Tuesday, July 22, 2008
St. Louis Bound
Rest area about fifty odd miles east of KC on I70. That is a 12'x35' fiberglass tank destined to hold liquid fertilizer at a coop. That trailer is a "double drop," which means there is a drop behind the front deck and the rear deck. The "well" is the area that holds the tank. The whole rig is every bit as long as a "large car" with a 53' trailer. See how the rear axle is at the very rear? Going around corners with these trailers really can be an adventure.
But, the height of the load is usually 14' or so. Since the normal legal height is 13'6", this is a great advantage as far as routing goes. We either get temporary permits or buy annual oversize permits for certain states. The state issuing the temporary permit uses the load data we give them - height, width and length to determine how we can get where we want to go. With these trailers, we can get under just about any underpass that a "normal" semi can. Our other trailers - not always. Higher loads mean longer trips away from the interstates.
Another interesting thing about this trailer - it was originally made to haul boats. The frame has been lengthened and rails to set the tank supports set in very low, so the tanks will ride very low. We have several trailers just like this one, and similar trailers as well. We have a couple that are tandem axle and extendable.
The other problem with these trailers is ground clearance. High railroad crossings are out of the question, as is rough or uneven ground. So, there are tradeoffs no matter what.
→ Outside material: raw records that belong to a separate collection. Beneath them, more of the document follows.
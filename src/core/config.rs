use serde::{Deserialize, Serialize};
use std::path::PathBuf;
use thiserror::Error;

use crate::core::catalog::PlanCatalog;
use crate::core::entitlements::{EntitlementResolver, DEFAULT_AGENT_ROSTER};
use crate::core::error::QuotaError;
use crate::core::window::{WindowClock, DEFAULT_WINDOW_MINUTES, MINUTES_PER_DAY};

#[derive(Error, Debug)]
pub enum ConfigError {
    #[error("Failed to read config: {0}")]
    ReadError(#[from] std::io::Error),
    #[error("Failed to parse config: {0}")]
    ParseError(#[from] toml::de::Error),
    #[error("Failed to serialize config: {0}")]
    SerializeError(#[from] toml::ser::Error),
}

#[derive(Debug, Clone, Serialize, Deserialize)]
pub struct Settings {
    #[serde(default = "default_format")]
    pub default_format: String,
    #[serde(default = "default_color")]
    pub color: String,
}

fn default_format() -> String {
    "text".to_string()
}
fn default_color() -> String {
    "auto".to_string()
}

impl Default for Settings {
    fn default() -> Self {
        Self {
            default_format: default_format(),
            color: default_color(),
        }
    }
}

#[derive(Debug, Clone, Serialize, Deserialize)]
pub struct WindowSettings {
    #[serde(default = "default_duration")]
    pub duration_minutes: u32,
    /// Offset of the reference timezone east of UTC, in minutes
    #[serde(default)]
    pub day_origin_offset_minutes: i32,
}

fn default_duration() -> u32 {
    DEFAULT_WINDOW_MINUTES
}

impl Default for WindowSettings {
    fn default() -> Self {
        Self {
            duration_minutes: default_duration(),
            day_origin_offset_minutes: 0,
        }
    }
}

#[derive(Debug, Clone, Serialize, Deserialize)]
pub struct CatalogSettings {
    /// JSON plan listing; the built-in catalog is used when unset
    #[serde(default, skip_serializing_if = "Option::is_none")]
    pub path: Option<PathBuf>,
    #[serde(default = "default_agents")]
    pub agents: Vec<String>,
}

fn default_agents() -> Vec<String> {
    DEFAULT_AGENT_ROSTER.iter().map(|a| a.to_string()).collect()
}

impl Default for CatalogSettings {
    fn default() -> Self {
        Self {
            path: None,
            agents: default_agents(),
        }
    }
}

#[derive(Debug, Clone, Default, Serialize, Deserialize)]
pub struct AppConfig {
    #[serde(default)]
    pub settings: Settings,
    #[serde(default)]
    pub window: WindowSettings,
    #[serde(default)]
    pub catalog: CatalogSettings,
}

impl AppConfig {
    /// Get the config file path, respecting XDG_CONFIG_HOME
    pub fn config_path() -> PathBuf {
        let config_dir = std::env::var("XDG_CONFIG_HOME")
            .map(PathBuf::from)
            .unwrap_or_else(|_| {
                dirs::home_dir()
                    .unwrap_or_else(|| PathBuf::from("~"))
                    .join(".config")
            });
        config_dir.join("planquota").join("config.toml")
    }

    /// Load config from the default path, falling back to defaults if not found
    pub fn load() -> Result<Self, ConfigError> {
        let path = Self::config_path();
        if !path.exists() {
            log::debug!("no config at {}, using defaults", path.display());
            return Ok(Self::default());
        }
        let content = std::fs::read_to_string(&path)?;
        let config: AppConfig = toml::from_str(&content)?;
        Ok(config)
    }

    /// Serialize and write this config to the config file path.
    pub fn save(&self) -> Result<PathBuf, ConfigError> {
        let path = Self::config_path();
        if let Some(parent) = path.parent() {
            std::fs::create_dir_all(parent)?;
        }
        let content = toml::to_string_pretty(self)?;
        std::fs::write(&path, content)?;
        Ok(path)
    }

    /// Build the window policy. Fails on a duration that does not divide a day.
    pub fn window_clock(&self) -> Result<WindowClock, QuotaError> {
        WindowClock::new(
            self.window.duration_minutes,
            self.window.day_origin_offset_minutes,
        )
    }

    /// The configured plan listing, or the built-in catalog.
    pub fn plan_catalog(&self) -> Result<PlanCatalog, QuotaError> {
        match &self.catalog.path {
            Some(path) => PlanCatalog::load(path),
            None => Ok(PlanCatalog::builtin()),
        }
    }

    pub fn entitlement_resolver(&self) -> EntitlementResolver {
        EntitlementResolver::new(self.catalog.agents.iter().cloned())
    }

    /// Validate the config
    pub fn validate(&self) -> Vec<String> {
        let mut issues = Vec::new();
        if !["text", "json"].contains(&self.settings.default_format.as_str()) {
            issues.push(format!(
                "Invalid default_format: '{}' (must be 'text' or 'json')",
                self.settings.default_format
            ));
        }
        if !["auto", "always", "never"].contains(&self.settings.color.as_str()) {
            issues.push(format!(
                "Invalid color: '{}' (must be 'auto', 'always', or 'never')",
                self.settings.color
            ));
        }
        let duration = self.window.duration_minutes;
        if duration == 0 || MINUTES_PER_DAY % duration != 0 {
            issues.push(format!(
                "Invalid window duration_minutes: {} (must evenly divide {})",
                duration, MINUTES_PER_DAY
            ));
        }
        if self.window.day_origin_offset_minutes.unsigned_abs() >= MINUTES_PER_DAY {
            issues.push(format!(
                "Invalid day_origin_offset_minutes: {} (must be within ±1439)",
                self.window.day_origin_offset_minutes
            ));
        }
        if self.catalog.agents.is_empty() {
            issues.push("Agent roster is empty".to_string());
        }
        if let Some(path) = &self.catalog.path {
            if let Err(e) = PlanCatalog::load(path) {
                issues.push(format!("Plan catalog {}: {}", path.display(), e));
            }
        }
        issues
    }
}

#[cfg(test)]
mod tests {
    use super::*;
    use std::io::Write;

    #[test]
    fn default_settings_are_valid() {
        let config = AppConfig::default();
        let issues = config.validate();
        assert!(issues.is_empty(), "Default config should be valid, got: {:?}", issues);
    }

    #[test]
    fn default_window_is_two_hours() {
        let config = AppConfig::default();
        assert_eq!(config.window.duration_minutes, 120);
        assert_eq!(config.window.day_origin_offset_minutes, 0);
        assert!(config.window_clock().is_ok());
    }

    #[test]
    fn default_agents_match_roster() {
        let config = AppConfig::default();
        assert_eq!(config.catalog.agents.len(), DEFAULT_AGENT_ROSTER.len());
    }

    #[test]
    fn validate_catches_invalid_format() {
        let mut config = AppConfig::default();
        config.settings.default_format = "xml".to_string();
        let issues = config.validate();
        assert!(issues.iter().any(|i| i.contains("default_format")));
    }

    #[test]
    fn validate_catches_invalid_color() {
        let mut config = AppConfig::default();
        config.settings.color = "blue".to_string();
        let issues = config.validate();
        assert!(issues.iter().any(|i| i.contains("color")));
    }

    #[test]
    fn validate_catches_bad_duration() {
        let mut config = AppConfig::default();
        config.window.duration_minutes = 100;
        let issues = config.validate();
        assert!(issues.iter().any(|i| i.contains("duration_minutes")));
        assert!(matches!(
            config.window_clock(),
            Err(QuotaError::Configuration(_))
        ));
    }

    #[test]
    fn validate_catches_bad_offset() {
        let mut config = AppConfig::default();
        config.window.day_origin_offset_minutes = -1440;
        let issues = config.validate();
        assert!(issues.iter().any(|i| i.contains("day_origin_offset_minutes")));
    }

    #[test]
    fn validate_catches_missing_catalog() {
        let mut config = AppConfig::default();
        config.catalog.path = Some(PathBuf::from("/nonexistent/plans.json"));
        let issues = config.validate();
        assert!(issues.iter().any(|i| i.contains("Plan catalog")));
    }

    #[test]
    fn catalog_path_is_loaded() {
        let mut file = tempfile::NamedTempFile::new().unwrap();
        let listing = serde_json::to_string(PlanCatalog::builtin().plans()).unwrap();
        file.write_all(format!(r#"{{"items": {}}}"#, listing).as_bytes()).unwrap();

        let mut config = AppConfig::default();
        config.catalog.path = Some(file.path().to_path_buf());
        let catalog = config.plan_catalog().unwrap();
        assert!(catalog.get("enterprise").is_ok());
    }

    #[test]
    fn parse_minimal_toml() {
        let toml = r#"
[settings]
default_format = "json"
color = "always"
"#;
        let config: AppConfig = toml::from_str(toml).unwrap();
        assert_eq!(config.settings.default_format, "json");
        assert_eq!(config.settings.color, "always");
        assert_eq!(config.window.duration_minutes, 120);
        assert!(config.catalog.path.is_none());
    }

    #[test]
    fn parse_window_and_catalog_toml() {
        let toml = r#"
[window]
duration_minutes = 60
day_origin_offset_minutes = -300

[catalog]
path = "/etc/planquota/plans.json"
agents = ["general", "coder"]
"#;
        let config: AppConfig = toml::from_str(toml).unwrap();
        assert_eq!(config.window.duration_minutes, 60);
        assert_eq!(config.window.day_origin_offset_minutes, -300);
        assert_eq!(
            config.catalog.path.as_deref(),
            Some(std::path::Path::new("/etc/planquota/plans.json"))
        );
        let resolver = config.entitlement_resolver();
        assert_eq!(resolver.roster().count(), 2);
    }

    #[test]
    fn parse_empty_toml_gives_defaults() {
        let config: AppConfig = toml::from_str("").unwrap();
        assert_eq!(config.settings.default_format, "text");
        assert_eq!(config.settings.color, "auto");
        assert_eq!(config.window.duration_minutes, 120);
    }

    #[test]
    fn default_config_round_trips_through_toml() {
        let content = toml::to_string_pretty(&AppConfig::default()).unwrap();
        let parsed: AppConfig = toml::from_str(&content).unwrap();
        assert_eq!(parsed.window.duration_minutes, 120);
        assert_eq!(parsed.catalog.agents, default_agents());
    }

    #[test]
    fn config_path_uses_xdg_when_set() {
        std::env::set_var("XDG_CONFIG_HOME", "/tmp/test_xdg_config");
        let path = AppConfig::config_path();
        std::env::remove_var("XDG_CONFIG_HOME");
        assert_eq!(path, PathBuf::from("/tmp/test_xdg_config/planquota/config.toml"));
    }
}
Tomorrow morning is our appointment for a crane to unload us. My crane can handle the weight ok, but it cannot set one of these babies. They are just too tall - the boom would hit the top corner and not center, possibly severely damaging the tank. I may have to "tail" the tanks. It just depends on the crane and the operator. The tanks have to be picked off the trailer using two cables on the crane, or have it hook to the top of the tank and me to the bottom, both picking it up. The crane would gradually take the tank vertical, while I would move the bottom underneath the crane's cable. The tank wouldn't touch the trailer after it was lifted. We've had some crane operators damage tanks trying to stand them up on the trailers.
Just another day in trucking paradise!